珊瑚眼底积攒的泪水再也压不住,大颗大颗滴落在浴池边沿的玉阶上。
“回娘娘…”她哽咽着,每一个字都像是从喉咙里挤出来的。
“景昭六年的清明前夕,翡翠便…没了。”
沈持盈怔在池中,温热的水流仿佛瞬间冻结,冰冷刺骨。
她张了张嘴,想要说些什么,喉咙却像是被滚烫的沙砾堵住,一个音节都挤不出来。
珊瑚强忍泪意,继续颤声道:“当年…当年奴婢们都以为,交泰殿那金棺里躺着的…是您。”
“封棺前的小殓、大殓,翡翠和奴婢都去伺候了。”
珊瑚闭上眼,仿佛还能看到当年那炼狱般的场景。
“那具遗体…实在惨不忍睹,被烧得四肢蜷曲,通体没有半寸完好的皮肉。”
“自那以后,翡翠她、她就…”
珊瑚双手捂着脸,压抑的哭声从指缝间溢出。
“她就…得了疯病…彻底疯了…”
沈持盈只觉脑中轰然一响,浑身血液都似冻住。
“她日日夜夜,魔怔似的念叨,说娘娘定是疼极了,说娘娘是那般爱美的人,怎能…怎能落得如此凄惨的下场…”
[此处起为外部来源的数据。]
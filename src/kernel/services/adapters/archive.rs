//! Project export as a zip archive with the three canonical entries.

use std::io::{self, Seek, Write};

use zip::write::SimpleFileOptions;
use zip::{CompressionMethod, ZipWriter};

use crate::kernel::services::ports::persistence::ProjectSnapshot;

pub const ARCHIVE_NAME: &str = "code-editor-project.zip";

const ENTRIES: [(&str, fn(&ProjectSnapshot) -> &str); 3] = [
    ("index.html", |s| &s.html),
    ("style.css", |s| &s.css),
    ("script.js", |s| &s.js),
];

pub fn write_archive<W: Write + Seek>(snapshot: &ProjectSnapshot, writer: W) -> io::Result<()> {
    let mut zip = ZipWriter::new(writer);
    let options = SimpleFileOptions::default().compression_method(CompressionMethod::Stored);

    for (name, extract) in ENTRIES {
        zip.start_file(name, options)?;
        zip.write_all(extract(snapshot).as_bytes())?;
    }

    zip.finish()?;
    Ok(())
}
“后、后来有一日,翡翠忽然拉住奴婢的手,异常清醒地说,若她投水死了,到下面去继续伺候娘娘,兴许…兴许娘娘就没那么热、没那么疼了。”
说到这里,珊瑚已泣不成声,眸中满是悲恸。
“奴婢当时吓坏了,连忙请黎大总管多派了人手,日夜轮班看护翡翠,可……”
沈持盈浑身僵滞到近乎麻木,几乎忘了呼吸。
“可翡翠她还是…在景昭六年清明前一日,寻了机会偷溜了出去。”
珊瑚抬手用衣袖拭泪,又深深吸了口气,竭力稳住声线。
“等找到时,人已经没了。”
“就在雨花阁那口井里。捞上来时,脸上并无半分痛苦,倒像是安安稳稳睡去了。”
话音落下,净房内陷入死寂。
沈持盈眸光呆滞,望着那扇紧闭的雕花窗棂,久久回不过神来。
滚烫的泪水毫无预兆地滚落,顺着脸颊滴进池水中,漾开一圈圈细碎的涟漪。
作为大宫女,翡翠不比珊瑚稳重妥帖,也不如旁人机灵圆滑。
可她却是,陪在她身边最久的人。
从她十三岁住进信王府,重病缠身、无依无靠之际,翡翠便一直寸步不离守在她身边。